- Origin: Thousand Islands, New York
- Genres: Smooth jazz
- Occupations: Singer, songwriter, CEO
- Instruments: Vocals, piano
- Years active: 1982–present
- Label: RCA Records
- Website: monicabehan.com

= Monica Behan =

American singer, songwriter

Monica Behan is a singer / songwriter and entrepreneur. She is best known for her top ten hit "World Keeps Spinning" in 1997, on the album Behan Johnson. She began songwriting at age seven and performing live at sixteen, after high school she moved to New York city with her godparents, Abbie Hoffman and Johanna Lawrenson, who introduced her to the counter-culture movement and the venue Max's Kansas City.

As an entrepreneur, Behan formed the music-themed fashion label Goretti with Desiree Kohan.

Behan is the founder and director of Compassionate Care Foundation, a cancer victim advocacy group.
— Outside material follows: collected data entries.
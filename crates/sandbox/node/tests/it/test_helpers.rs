//! Test helpers for node integration tests.

use alloy_primitives::{Address, B256};
use era_sandbox_config::SandboxConfig;
use era_sandbox_node::{InMemoryNode, TransactionRecord, TransactionRequest};
use era_sandbox_test_utils::{Script, ScriptRunner, init_tracing, rich_wallet};
use std::sync::Arc;

pub fn node() -> InMemoryNode {
    node_with_config(SandboxConfig::default())
}

pub fn node_with_config(config: SandboxConfig) -> InMemoryNode {
    init_tracing();
    InMemoryNode::new(config, Arc::new(ScriptRunner))
}

/// The sender used by the helpers below.
pub fn wallet() -> Address {
    rich_wallet(0).0
}

/// Deploys `script` from [`wallet`] and returns its address.
pub fn deploy(node: &InMemoryNode, script: Script) -> Address {
    let hash = node
        .submit_transaction(TransactionRequest {
            from: wallet(),
            input: script.into_code(),
            ..Default::default()
        })
        .unwrap();
    node.transaction(&hash).unwrap().contract_address.unwrap()
}

/// Calls `to` from [`wallet`] and returns the finalized record.
pub fn send(node: &InMemoryNode, to: Address) -> TransactionRecord {
    let hash = node
        .submit_transaction(TransactionRequest { from: wallet(), to: Some(to), ..Default::default() })
        .unwrap();
    node.transaction(&hash).unwrap()
}

pub fn slot(n: u8) -> B256 {
    B256::with_last_byte(n)
}
//! JSON routing through [`EraApi`].

use alloy_primitives::{Address, U256};
use era_sandbox_config::SandboxConfig;
use era_sandbox_node::InMemoryNode;
use era_sandbox_rpc::{
    EraApi, ErrorCode, ResponseResult, RpcMethodCall,
    response::{Id, RpcResponse},
};
use era_sandbox_test_utils::{ScriptRunner, init_tracing};
use serde_json::json;
use similar_asserts::assert_eq;
use std::sync::Arc;

fn setup() -> (InMemoryNode, EraApi) {
    init_tracing();
    let node = InMemoryNode::new(SandboxConfig::default(), Arc::new(ScriptRunner));
    let api = EraApi::new(&node);
    (node, api)
}

fn error_code(result: &ResponseResult) -> ErrorCode {
    match result {
        ResponseResult::Error(err) => err.code,
        ResponseResult::Success(value) => panic!("expected an error, got {value}"),
    }
}

#[tokio::test]
async fn routes_hardhat_and_evm_methods() {
    let (node, api) = setup();
    let target = Address::repeat_byte(0x42);

    let result = api.handle("hardhat_setBalance", json!([target, "0x539"])).await;
    assert_eq!(result, ResponseResult::Success(json!(true)));
    assert_eq!(node.balance(&target), U256::from(1337));

    let result = api.handle("hardhat_setNonce", json!([target, "0x2a"])).await;
    assert_eq!(result, ResponseResult::Success(json!(true)));
    assert_eq!(node.nonce(&target), 42);

    let before = node.latest_block().unwrap();
    let result = api.handle("evm_mine", serde_json::Value::Null).await;
    assert_eq!(result, ResponseResult::Success(json!("0x0")));
    assert_eq!(node.latest_block().unwrap().number, before.number + 1);

    let next = node.block_context().timestamp;
    let result = api.handle("evm_setTime", json!([next + 100])).await;
    assert_eq!(result, ResponseResult::Success(json!(100)));
    let result = api.handle("evm_increaseTime", json!([25])).await;
    assert_eq!(result, ResponseResult::Success(json!(25)));
    assert_eq!(node.block_context().timestamp, next + 125);
}

#[tokio::test]
async fn unknown_method_is_method_not_found() {
    let (_node, api) = setup();
    let result = api.handle("eth_notAMethod", json!([])).await;
    assert_eq!(error_code(&result), ErrorCode::MethodNotFound);
}

#[tokio::test]
async fn malformed_params_are_invalid_params() {
    let (_node, api) = setup();

    let result = api.handle("zks_getTokenPrice", json!(["not an address"])).await;
    assert_eq!(error_code(&result), ErrorCode::InvalidParams);

    let result = api.handle("evm_setTime", json!([1, 2])).await;
    assert_eq!(error_code(&result), ErrorCode::InvalidParams);

    let result = api.handle("hardhat_setNonce", json!([Address::ZERO, U256::MAX])).await;
    assert_eq!(error_code(&result), ErrorCode::InvalidParams);
}

#[tokio::test]
async fn method_call_echoes_id() {
    let (_node, api) = setup();
    let call: RpcMethodCall = serde_json::from_value(json!({
        "jsonrpc": "2.0",
        "id": 7,
        "method": "zks_getTokenPrice",
        "params": ["0x0000000000000000000000000000000000000000"]
    }))
    .unwrap();

    let response = api.handle_call(call).await;
    assert_eq!(response, RpcResponse::new(Id::Number(7), ResponseResult::Success(json!("1500"))));
    assert_eq!(
        serde_json::to_value(&response).unwrap(),
        json!({ "jsonrpc": "2.0", "id": 7, "result": "1500" })
    );
}
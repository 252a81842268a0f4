use alloy_primitives::{Address, address};
use serde::{Deserialize, Serialize};

/// Price of a token in USD, as a decimal string.
#[derive(Clone, Debug, PartialEq, Eq, Serialize, Deserialize)]
pub struct TokenPrice {
    /// L2 address of the token. ETH uses the zero address.
    pub address: Address,
    /// Decimal price.
    pub price: String,
}

impl TokenPrice {
    /// Creates a new token price entry.
    pub fn new(address: Address, price: impl Into<String>) -> Self {
        Self { address, price: price.into() }
    }
}

/// ETH plus the stablecoins known on the Era testnets.
pub fn default_token_prices() -> Vec<TokenPrice> {
    vec![
        TokenPrice::new(Address::ZERO, "1500"),
        // LINK
        TokenPrice::new(address!("0x40609141Db628BeEE3BfAB8034Fc2D8278D0Cc78"), "1"),
        // wBTC
        TokenPrice::new(address!("0x0BfcE1D53451B4a8175DD94e6e029F7d8a701e9c"), "1"),
        // USDC
        TokenPrice::new(address!("0x0faF6df7054946141266420b43783387A78d82A9"), "1"),
        // DAI
        TokenPrice::new(address!("0x3e7676937A7E96CFB7616f255b9AD9FF47363D4b"), "1"),
    ]
}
In 2014, Behan suffered a snowmobiling accident which included broken bones and facial lacerations, avoiding plastic-surgery, she developed a line of skincare nutrients which she currently markets as Modicum.

== Discography ==
===Singles===
- "World Keeps Spinning"

Chart performance of "World Keeps Spinning"
| Chart (Nov 1, 1997) | Peak position |
|---|---|
| US Adult Alternative Airplay (Billboard) | 10 |

===Albums===
- Behan Johnson (1997)
- Ruby (2010)
- Right Where I Need To Be (2015)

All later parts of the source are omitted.